- **Exercise details**: In the records below, begin at the line containing "the service stops" and end at the line containing "#[derive(Parser, Debug)]"; quote every line in that span exactly, including both boundary lines, and no others.

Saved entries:

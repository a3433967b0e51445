//! Population seeder (C3): builds an initial set of candidate
//! change-matrices by mixing the naive embed/original difference with
//! uniform random perturbations.

use crate::block::{PixelBlock, RawBlock};
use crate::candidate::Candidate;
use rand::Rng;

/// A population of candidates alongside their current fitness scores.
pub struct Population {
    pub candidates: Vec<Candidate>,
    pub fitness: Vec<f64>,
}

impl Population {
    pub fn best_index(&self) -> usize {
        let mut best = 0;
        for i in 1..self.fitness.len() {
            if self.fitness[i] > self.fitness[best] {
                best = i;
            }
        }
        best
    }
}

/// Seed a population of `size` candidates from the difference between the
/// original block `original` and the naively re-embedded block `modified`
/// (i.e. `idct(embed(dct(original), bits))`).
///
/// Each candidate entry independently keeps the naive difference with
/// probability `beta`, otherwise draws a fresh uniform value in
/// `[-search_space, search_space]`. The last slot is always the raw
/// difference vector itself, unperturbed.
pub fn generate_population(
    original: &PixelBlock,
    modified: &RawBlock,
    size: usize,
    beta: f64,
    search_space: i32,
    rng: &mut impl Rng,
) -> Vec<Candidate> {
    let diff = Candidate::from_diff(original, modified);

    let mut population = Vec::with_capacity(size);
    for _ in 0..size {
        let mut values = diff.0;
        for v in values.iter_mut() {
            if rng.gen::<f64>() > beta {
                *v = rng.gen_range(-search_space..=search_space) as f64;
            }
        }
        population.push(Candidate(values));
    }
    if let Some(last) = population.last_mut() {
        *last = diff;
    }
    population
}

#[cfg(test)]
mod tests {
    use super::*;
    use crate::dct::{dct, idct};
    use crate::qim::{embed, EmbedMode};
    use rand::SeedableRng;
    use rand_chacha::ChaCha8Rng;

    #[test]
    fn last_member_is_raw_difference() {
        let original: PixelBlock = std::array::from_fn(|i| std::array::from_fn(|j| (i * 8 + j) as u8));
        let bits = vec![true; 32];
        let coef = embed(&dct(&original), &bits, EmbedMode::MultiBit);
        let modified = idct(&coef);
        let mut rng = ChaCha8Rng::seed_from_u64(3);
        let population = generate_population(&original, &modified, 16, 0.9, 10, &mut rng);
        let expected = Candidate::from_diff(&original, &modified);
        assert_eq!(population.last().unwrap().0, expected.0);
        assert_eq!(population.len(), 16);
    }
}
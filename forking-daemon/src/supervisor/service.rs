use crate::dispatcher::CommandDispatcher;
use crate::listener::ControlListener;
use crate::process::{ChildRegistry, DrainReport, WorkerSpawner};
use crate::runtime::WorkerTask;
use crate::state::{ServiceStatus, StatusCell, TerminationFlag};
use forking_core::fs::ChildDirAllocator;
use forking_core::{DaemonSettings, Result, Timeouts};
use forking_protocol::server::is_timeout;
use forking_protocol::{ControlConnection, ControlResponse};
use log::{debug, error, info, warn};
use std::net::{SocketAddr, TcpStream};
use std::sync::Arc;
use std::thread;
use std::time::Duration;

/// Pause after an unexpected accept failure before trying again.
const ACCEPT_ERROR_BACKOFF: Duration = Duration::from_millis(100);

/// The service main loop.
///
/// Owns the control socket and the child registry. Use `Supervisor::bind(...)`
/// to get a listening supervisor and `supervisor.run()` to serve until a
/// termination request, then drain.
pub struct Supervisor {
    listener: ControlListener,
    dispatcher: CommandDispatcher,
    registry: ChildRegistry,
    timeouts: Timeouts,
    termination: TerminationFlag,
    status: StatusCell,
}

impl Supervisor {
    /// Binds the control socket. `created -> listening`.
    ///
    /// # Arguments
    ///
    /// * `settings` - Bind address, timeouts and the root for worker directories.
    /// * `worker` - What forked children run.
    ///
    /// # Returns
    ///
    /// * `Ok(Supervisor)` in the `listening` state.
    /// * `Err(ServiceError::Bind)` if the socket could not be bound. Not retried.
    pub fn bind(settings: &DaemonSettings, worker: Arc<dyn WorkerTask>) -> Result<Self> {
        let status = StatusCell::new();
        let termination = TerminationFlag::new();

        let listener = ControlListener::bind(&settings.service)?;
        let spawner = WorkerSpawner::new(ChildDirAllocator::new(&settings.child_root), worker);
        status.advance(ServiceStatus::Listening);

        Ok(Self {
            listener,
            dispatcher: CommandDispatcher::new(spawner, termination.clone()),
            registry: ChildRegistry::new(),
            timeouts: settings.timeouts,
            termination,
            status,
        })
    }

    pub fn sockname(&self) -> SocketAddr {
        self.listener.sockname()
    }

    /// A handle on the termination flag; setting it makes `run` drain and return.
    pub fn termination(&self) -> TerminationFlag {
        self.termination.clone()
    }

    pub fn status(&self) -> StatusCell {
        self.status.clone()
    }

    /// Serves control connections until termination is requested, then closes
    /// the socket and drains children. `listening -> draining -> stopped`.
    pub fn run(mut self) -> DrainReport {
        info!(
            "Supervisor: serving control connections on {}",
            self.listener.sockname()
        );

        while !self.termination.is_requested() {
            for handle in self.registry.reap_available() {
                debug!("Supervisor: child {} is gone", handle.pid());
            }

            match self.listener.accept_with_timeout(self.timeouts.socket_timeout()) {
                Ok(Some((stream, peer))) => self.serve(stream, peer),
                Ok(None) => {}
                Err(e) => {
                    error!("Supervisor: accept failed: {}", e);
                    thread::sleep(ACCEPT_ERROR_BACKOFF);
                }
            }
        }

        self.status.advance(ServiceStatus::Draining);
        let Supervisor {
            listener,
            mut registry,
            timeouts,
            status,
            ..
        } = self;
        drop(listener);

        let report = registry.drain(timeouts.sleep_for_children(), timeouts.wait_for_children());
        info!(
            "Supervisor: drained, {} reaped, {} left running",
            report.reaped,
            report.remaining.len()
        );
        status.advance(ServiceStatus::Stopped);
        report
    }

    /// One connection, one request, one response.
    fn serve(&mut self, stream: TcpStream, peer: SocketAddr) {
        let mut conn = match ControlConnection::new(stream, self.timeouts.request_timeout()) {
            Ok(conn) => conn,
            Err(e) => {
                warn!("Supervisor: could not set up connection from {}: {}", peer, e);
                return;
            }
        };

        let response = match conn.read_request() {
            Ok(Some(Ok(line))) => {
                debug!("Supervisor: {} sent {:?}", peer, line.trim_end());
                self.dispatcher.dispatch(&line, &mut self.registry)
            }
            Ok(Some(Err(e))) => {
                warn!("Supervisor: unreadable request from {}: {}", peer, e);
                ControlResponse::failure(e)
            }
            Ok(None) => {
                debug!("Supervisor: {} closed without a request", peer);
                return;
            }
            Err(e) if is_timeout(&e) => {
                warn!("Supervisor: no request from {} in time", peer);
                ControlResponse::failure("request timed out")
            }
            Err(e) => {
                warn!("Supervisor: reading from {} failed: {}", peer, e);
                return;
            }
        };

        if let Err(e) = conn.send_response(&response) {
            warn!("Supervisor: replying to {} failed: {}", peer, e);
        }
        conn.close();
    }
}
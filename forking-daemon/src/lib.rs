//! A control-socket service that forks workers on request.
//!
//! Clients connect over TCP and send a single line: `hello`, `quit` or
//! `fork <n>`. Each `fork` creates a private directory holding three named
//! pipes, forks a child whose standard streams are those pipes, and answers
//! with the directory path. On `quit` or a termination signal the service stops
//! accepting and waits a bounded time for its children.

pub mod cli;
pub mod dispatcher;
pub mod listener;
pub mod process;
pub mod runtime;
pub mod signals;
pub mod state;
pub mod supervisor;

pub use dispatcher::CommandDispatcher;
pub use listener::ControlListener;
pub use process::{ChildHandle, ChildRegistry, DrainReport, WorkerSpawner};
pub use runtime::{worker_from_settings, EchoWorker, ExecWorker, WorkerStdio, WorkerTask};
pub use state::{ServiceStatus, StatusCell, TerminationFlag};
pub use supervisor::{ServiceHandle, Supervisor};
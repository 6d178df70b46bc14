use clap::Parser;
use forking_core::args::ServiceArgs;
use forking_core::{DaemonSettings, Result, WorkerSettings};
use std::path::PathBuf;
use std::time::Duration;

#[derive(Parser, Debug)]
#[command(name = "forking-daemon")]
#[command(about = "Control-socket service that forks workers on request")]
pub struct Cli {
    #[command(flatten)]
    pub service: ServiceArgs,

    /// TOML settings file, layered under FORKING_* environment variables
    #[arg(short, long)]
    pub config: Option<PathBuf>,

    /// Directory in which worker directories are created [default: system temp dir]
    #[arg(long)]
    pub child_root: Option<PathBuf>,

    /// Write the daemon pid to this file while running
    #[arg(long)]
    pub pid_file: Option<PathBuf>,

    /// Seconds to wait for children after a quit before giving up on them
    #[arg(long, value_parser = parse_seconds)]
    pub children_timeout: Option<Duration>,

    /// Program each worker execs instead of the built-in echo worker
    #[arg(long)]
    pub exec: Option<PathBuf>,

    /// Extra argument for --exec, before the fork argument (repeatable)
    #[arg(long = "exec-arg", requires = "exec", allow_hyphen_values = true)]
    pub exec_args: Vec<String>,
}

impl Cli {
    /// Loads the settings file and environment, then applies explicit flags on top.
    pub fn resolve_settings(&self) -> Result<DaemonSettings> {
        let base = DaemonSettings::load(self.config.as_deref())?;
        Ok(self.apply_to(base))
    }

    fn apply_to(&self, mut settings: DaemonSettings) -> DaemonSettings {
        settings.service = self.service.apply_to(&settings.service);
        if let Some(root) = &self.child_root {
            settings.child_root = root.clone();
        }
        if let Some(pid_file) = &self.pid_file {
            settings.pid_file = Some(pid_file.clone());
        }
        if let Some(timeout) = self.children_timeout {
            settings.timeouts = settings.timeouts.with_wait_for_children(timeout);
        }
        if let Some(program) = &self.exec {
            settings.worker = WorkerSettings::Exec {
                program: program.clone(),
                args: self.exec_args.clone(),
            };
        }
        settings
    }
}

fn parse_seconds(value: &str) -> std::result::Result<Duration, String> {
    let seconds: f64 = value
        .parse()
        .map_err(|_| format!("{:?} is not a number of seconds", value))?;
    Duration::try_from_secs_f64(seconds).map_err(|e| e.to_string())
}
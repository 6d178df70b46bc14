use crate::state::TerminationFlag;
use log::info;
use signal_hook::consts::{SIGINT, SIGTERM};
use std::io;

/// Makes SIGTERM and SIGINT set the termination flag.
///
/// The handlers only store into the atomic; the supervisor notices on its next
/// loop iteration, at most one socket timeout later.
pub fn register_termination_signals(termination: &TerminationFlag) -> io::Result<()> {
    for signal in [SIGTERM, SIGINT] {
        signal_hook::flag::register(signal, termination.shared())?;
    }
    info!("Signals: SIGTERM and SIGINT request a drain");
    Ok(())
}

#[cfg(test)]
mod tests {
    use super::*;

    #[test]
    fn test_registration_succeeds() {
        let flag = TerminationFlag::new();
        register_termination_signals(&flag).unwrap();
        assert!(!flag.is_requested());
    }
}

- **Solution for this task**:
//! with the directory path. On `quit` or a termination signal the service stops
//! accepting and waits a bounded time for its children.

pub mod cli;
pub mod dispatcher;
pub mod listener;
pub mod process;
pub mod runtime;
pub mod signals;
pub mod state;
pub mod supervisor;

pub use dispatcher::CommandDispatcher;
pub use listener::ControlListener;
pub use process::{ChildHandle, ChildRegistry, DrainReport, WorkerSpawner};
pub use runtime::{worker_from_settings, EchoWorker, ExecWorker, WorkerStdio, WorkerTask};
pub use state::{ServiceStatus, StatusCell, TerminationFlag};
pub use supervisor::{ServiceHandle, Supervisor};
repository 6d178df70b46bc14
use clap::Parser;
use forking_core::args::ServiceArgs;
use forking_core::{DaemonSettings, Result, WorkerSettings};
use std::path::PathBuf;
use std::time::Duration;

#[derive(Parser, Debug)]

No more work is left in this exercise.